▶ _MATERIAL PROVIDED_:
>>>

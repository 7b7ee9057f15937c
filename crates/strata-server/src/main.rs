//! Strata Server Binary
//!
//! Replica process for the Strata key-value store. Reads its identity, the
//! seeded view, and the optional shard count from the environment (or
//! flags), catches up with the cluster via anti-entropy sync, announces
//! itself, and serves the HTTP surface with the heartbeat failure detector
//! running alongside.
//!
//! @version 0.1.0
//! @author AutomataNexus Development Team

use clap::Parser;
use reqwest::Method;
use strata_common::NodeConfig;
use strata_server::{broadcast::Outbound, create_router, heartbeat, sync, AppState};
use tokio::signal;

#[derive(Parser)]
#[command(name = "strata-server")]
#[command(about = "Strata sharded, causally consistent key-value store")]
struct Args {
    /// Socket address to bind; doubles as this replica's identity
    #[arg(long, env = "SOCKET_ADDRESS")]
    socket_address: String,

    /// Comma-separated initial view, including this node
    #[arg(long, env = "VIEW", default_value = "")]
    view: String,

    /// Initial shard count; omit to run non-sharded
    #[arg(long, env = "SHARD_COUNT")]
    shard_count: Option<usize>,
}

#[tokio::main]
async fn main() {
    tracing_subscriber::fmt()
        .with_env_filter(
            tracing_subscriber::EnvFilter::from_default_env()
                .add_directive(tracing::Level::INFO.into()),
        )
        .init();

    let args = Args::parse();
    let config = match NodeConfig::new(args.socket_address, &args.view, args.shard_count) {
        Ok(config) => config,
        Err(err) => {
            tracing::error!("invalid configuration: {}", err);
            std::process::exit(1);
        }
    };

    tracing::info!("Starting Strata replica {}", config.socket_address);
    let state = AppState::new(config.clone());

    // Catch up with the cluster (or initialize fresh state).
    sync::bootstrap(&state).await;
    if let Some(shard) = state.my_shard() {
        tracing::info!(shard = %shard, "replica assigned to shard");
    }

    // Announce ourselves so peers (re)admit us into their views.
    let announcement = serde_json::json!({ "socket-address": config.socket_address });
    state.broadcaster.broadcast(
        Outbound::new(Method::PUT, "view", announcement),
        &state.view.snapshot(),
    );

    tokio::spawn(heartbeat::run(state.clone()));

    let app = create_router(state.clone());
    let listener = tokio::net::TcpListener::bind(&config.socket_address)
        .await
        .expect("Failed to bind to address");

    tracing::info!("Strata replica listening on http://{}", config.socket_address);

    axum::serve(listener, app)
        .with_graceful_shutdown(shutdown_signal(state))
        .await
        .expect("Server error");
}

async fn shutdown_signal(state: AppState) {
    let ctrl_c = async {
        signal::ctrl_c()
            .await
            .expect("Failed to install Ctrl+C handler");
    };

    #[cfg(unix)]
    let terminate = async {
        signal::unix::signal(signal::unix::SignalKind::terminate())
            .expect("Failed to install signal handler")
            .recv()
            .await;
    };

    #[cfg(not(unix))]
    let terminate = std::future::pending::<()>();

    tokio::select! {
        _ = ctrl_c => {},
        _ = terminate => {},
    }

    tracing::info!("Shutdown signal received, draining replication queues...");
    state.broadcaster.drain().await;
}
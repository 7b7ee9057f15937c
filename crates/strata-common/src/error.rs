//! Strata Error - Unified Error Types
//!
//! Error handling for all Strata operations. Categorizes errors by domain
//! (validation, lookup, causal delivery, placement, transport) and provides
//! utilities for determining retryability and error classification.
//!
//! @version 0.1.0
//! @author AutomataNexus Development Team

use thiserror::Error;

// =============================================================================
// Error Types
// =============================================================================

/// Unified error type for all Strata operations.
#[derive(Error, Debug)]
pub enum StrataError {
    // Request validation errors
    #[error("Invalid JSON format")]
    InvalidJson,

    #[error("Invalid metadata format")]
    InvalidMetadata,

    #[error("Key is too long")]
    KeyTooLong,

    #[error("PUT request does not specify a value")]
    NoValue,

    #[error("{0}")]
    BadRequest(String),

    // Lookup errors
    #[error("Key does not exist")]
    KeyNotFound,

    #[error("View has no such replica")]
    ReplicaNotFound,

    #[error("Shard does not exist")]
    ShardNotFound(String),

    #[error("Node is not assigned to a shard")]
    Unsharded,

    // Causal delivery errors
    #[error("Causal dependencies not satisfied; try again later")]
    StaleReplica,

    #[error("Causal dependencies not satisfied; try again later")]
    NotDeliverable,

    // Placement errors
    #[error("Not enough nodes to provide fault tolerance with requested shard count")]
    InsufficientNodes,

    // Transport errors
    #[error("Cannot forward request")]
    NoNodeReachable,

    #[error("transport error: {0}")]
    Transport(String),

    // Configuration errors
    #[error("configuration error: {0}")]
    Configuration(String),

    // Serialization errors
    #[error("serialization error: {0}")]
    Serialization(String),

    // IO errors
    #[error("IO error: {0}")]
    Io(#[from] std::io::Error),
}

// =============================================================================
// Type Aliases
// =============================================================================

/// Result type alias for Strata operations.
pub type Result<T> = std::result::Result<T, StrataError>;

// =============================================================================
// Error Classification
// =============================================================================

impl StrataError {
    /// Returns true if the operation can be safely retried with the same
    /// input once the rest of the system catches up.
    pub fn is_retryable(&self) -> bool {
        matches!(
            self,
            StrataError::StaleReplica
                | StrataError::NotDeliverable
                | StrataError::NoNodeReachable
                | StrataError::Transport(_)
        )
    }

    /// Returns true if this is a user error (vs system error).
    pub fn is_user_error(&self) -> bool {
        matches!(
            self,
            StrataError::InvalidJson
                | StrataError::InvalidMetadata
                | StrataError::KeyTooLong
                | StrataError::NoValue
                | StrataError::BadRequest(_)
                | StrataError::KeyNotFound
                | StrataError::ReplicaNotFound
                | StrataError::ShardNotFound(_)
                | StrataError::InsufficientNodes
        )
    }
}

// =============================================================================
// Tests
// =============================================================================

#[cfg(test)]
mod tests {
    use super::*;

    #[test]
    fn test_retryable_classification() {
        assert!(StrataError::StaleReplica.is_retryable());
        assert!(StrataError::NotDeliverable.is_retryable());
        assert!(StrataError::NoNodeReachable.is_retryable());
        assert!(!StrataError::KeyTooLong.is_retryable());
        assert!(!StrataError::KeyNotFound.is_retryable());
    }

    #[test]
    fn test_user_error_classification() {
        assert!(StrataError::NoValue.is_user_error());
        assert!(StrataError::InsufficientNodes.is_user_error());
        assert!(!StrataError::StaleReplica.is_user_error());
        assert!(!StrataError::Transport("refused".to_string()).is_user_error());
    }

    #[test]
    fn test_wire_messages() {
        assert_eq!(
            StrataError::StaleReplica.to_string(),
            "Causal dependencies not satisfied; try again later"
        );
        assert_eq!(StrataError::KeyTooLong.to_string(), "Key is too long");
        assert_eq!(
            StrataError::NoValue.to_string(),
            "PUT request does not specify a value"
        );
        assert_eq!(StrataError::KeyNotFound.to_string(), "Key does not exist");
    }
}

<<<

▶ _GOAL OF THE EXERCISE_: The material above should be returned exactly, in full.

▶ _RESPONSE AREA_:
repository 7b7ee9057f15937c
filename crates/strata-server/src/main.rs
//! Strata Server Binary
//!
//! Replica process for the Strata key-value store. Reads its identity, the
//! seeded view, and the optional shard count from the environment (or
//! flags), catches up with the cluster via anti-entropy sync, announces
//! itself, and serves the HTTP surface with the heartbeat failure detector
//! running alongside.
//!
//! @version 0.1.0
//! @author AutomataNexus Development Team

use clap::Parser;
use reqwest::Method;
use strata_common::NodeConfig;
use strata_server::{broadcast::Outbound, create_router, heartbeat, sync, AppState};
use tokio::signal;

#[derive(Parser)]
#[command(name = "strata-server")]
#[command(about = "Strata sharded, causally consistent key-value store")]
struct Args {
    /// Socket address to bind; doubles as this replica's identity
    #[arg(long, env = "SOCKET_ADDRESS")]
    socket_address: String,

    /// Comma-separated initial view, including this node
    #[arg(long, env = "VIEW", default_value = "")]
    view: String,

    /// Initial shard count; omit to run non-sharded
    #[arg(long, env = "SHARD_COUNT")]
    shard_count: Option<usize>,
}

#[tokio::main]
async fn main() {
    tracing_subscriber::fmt()
        .with_env_filter(
            tracing_subscriber::EnvFilter::from_default_env()
                .add_directive(tracing::Level::INFO.into()),
        )
        .init();

    let args = Args::parse();
    let config = match NodeConfig::new(args.socket_address, &args.view, args.shard_count) {
        Ok(config) => config,
        Err(err) => {
            tracing::error!("invalid configuration: {}", err);
            std::process::exit(1);
        }
    };

    tracing::info!("Starting Strata replica {}", config.socket_address);
    let state = AppState::new(config.clone());

    // Catch up with the cluster (or initialize fresh state).
    sync::bootstrap(&state).await;
    if let Some(shard) = state.my_shard() {
        tracing::info!(shard = %shard, "replica assigned to shard");
    }

    // Announce ourselves so peers (re)admit us into their views.
    let announcement = serde_json::json!({ "socket-address": config.socket_address });
    state.broadcaster.broadcast(
        Outbound::new(Method::PUT, "view", announcement),
        &state.view.snapshot(),
    );

    tokio::spawn(heartbeat::run(state.clone()));

    let app = create_router(state.clone());
    let listener = tokio::net::TcpListener::bind(&config.socket_address)
        .await
        .expect("Failed to bind to address");

    tracing::info!("Strata replica listening on http://{}", config.socket_address);

    axum::serve(listener, app)
        .with_graceful_shutdown(shutdown_signal(state))
        .await
        .expect("Server error");
}

async fn shutdown_signal(state: AppState) {
    let ctrl_c = async {
        signal::ctrl_c()
            .await
            .expect("Failed to install Ctrl+C handler");
    };

    #[cfg(unix)]
    let terminate = async {
        signal::unix::signal(signal::unix::SignalKind::terminate())
            .expect("Failed to install signal handler")
            .recv()
            .await;
    };

    #[cfg(not(unix))]
    let terminate = std::future::pending::<()>();

    tokio::select! {
        _ = ctrl_c => {},
        _ = terminate => {},
    }

    tracing::info!("Shutdown signal received, draining replication queues...");
    state.broadcaster.drain().await;
}
repository 7b7ee9057f15937c
filename crates/strata-common/src/error.rs
//! Strata Error - Unified Error Types
//!
//! Error handling for all Strata operations. Categorizes errors by domain
//! (validation, lookup, causal delivery, placement, transport) and provides
//! utilities for determining retryability and error classification.
//!
//! @version 0.1.0
//! @author AutomataNexus Development Team

use thiserror::Error;

// =============================================================================
// Error Types
// =============================================================================

/// Unified error type for all Strata operations.
#[derive(Error, Debug)]
pub enum StrataError {
    // Request validation errors
    #[error("Invalid JSON format")]
    InvalidJson,

    #[error("Invalid metadata format")]
    InvalidMetadata,

    #[error("Key is too long")]
    KeyTooLong,

    #[error("PUT request does not specify a value")]
    NoValue,

    #[error("{0}")]
    BadRequest(String),

    // Lookup errors
    #[error("Key does not exist")]
    KeyNotFound,

    #[error("View has no such replica")]
    ReplicaNotFound,

    #[error("Shard does not exist")]
    ShardNotFound(String),

    #[error("Node is not assigned to a shard")]
    Unsharded,

    // Causal delivery errors
    #[error("Causal dependencies not satisfied; try again later")]
    StaleReplica,

    #[error("Causal dependencies not satisfied; try again later")]
    NotDeliverable,

    // Placement errors
    #[error("Not enough nodes to provide fault tolerance with requested shard count")]
    InsufficientNodes,

    // Transport errors
    #[error("Cannot forward request")]
    NoNodeReachable,

    #[error("transport error: {0}")]
    Transport(String),

    // Configuration errors
    #[error("configuration error: {0}")]
    Configuration(String),

    // Serialization errors
    #[error("serialization error: {0}")]
    Serialization(String),

    // IO errors
    #[error("IO error: {0}")]
    Io(#[from] std::io::Error),
}

// =============================================================================
// Type Aliases
// =============================================================================

/// Result type alias for Strata operations.
pub type Result<T> = std::result::Result<T, StrataError>;

// =============================================================================
// Error Classification
// =============================================================================

impl StrataError {
    /// Returns true if the operation can be safely retried with the same
    /// input once the rest of the system catches up.
    pub fn is_retryable(&self) -> bool {
        matches!(
            self,
            StrataError::StaleReplica
                | StrataError::NotDeliverable
                | StrataError::NoNodeReachable
                | StrataError::Transport(_)
        )
    }

    /// Returns true if this is a user error (vs system error).
    pub fn is_user_error(&self) -> bool {
        matches!(
            self,
            StrataError::InvalidJson
                | StrataError::InvalidMetadata
                | StrataError::KeyTooLong
                | StrataError::NoValue
                | StrataError::BadRequest(_)
                | StrataError::KeyNotFound
                | StrataError::ReplicaNotFound
                | StrataError::ShardNotFound(_)
                | StrataError::InsufficientNodes
        )
    }
}

// =============================================================================
// Tests
// =============================================================================

#[cfg(test)]
mod tests {
    use super::*;

    #[test]
    fn test_retryable_classification() {
        assert!(StrataError::StaleReplica.is_retryable());
        assert!(StrataError::NotDeliverable.is_retryable());
        assert!(StrataError::NoNodeReachable.is_retryable());
        assert!(!StrataError::KeyTooLong.is_retryable());
        assert!(!StrataError::KeyNotFound.is_retryable());
    }

    #[test]
    fn test_user_error_classification() {
        assert!(StrataError::NoValue.is_user_error());
        assert!(StrataError::InsufficientNodes.is_user_error());
        assert!(!StrataError::StaleReplica.is_user_error());
        assert!(!StrataError::Transport("refused".to_string()).is_user_error());
    }

    #[test]
    fn test_wire_messages() {
        assert_eq!(
            StrataError::StaleReplica.to_string(),
            "Causal dependencies not satisfied; try again later"
        );
        assert_eq!(StrataError::KeyTooLong.to_string(), "Key is too long");
        assert_eq!(
            StrataError::NoValue.to_string(),
            "PUT request does not specify a value"
        );
        assert_eq!(StrataError::KeyNotFound.to_string(), "Key does not exist");
    }
}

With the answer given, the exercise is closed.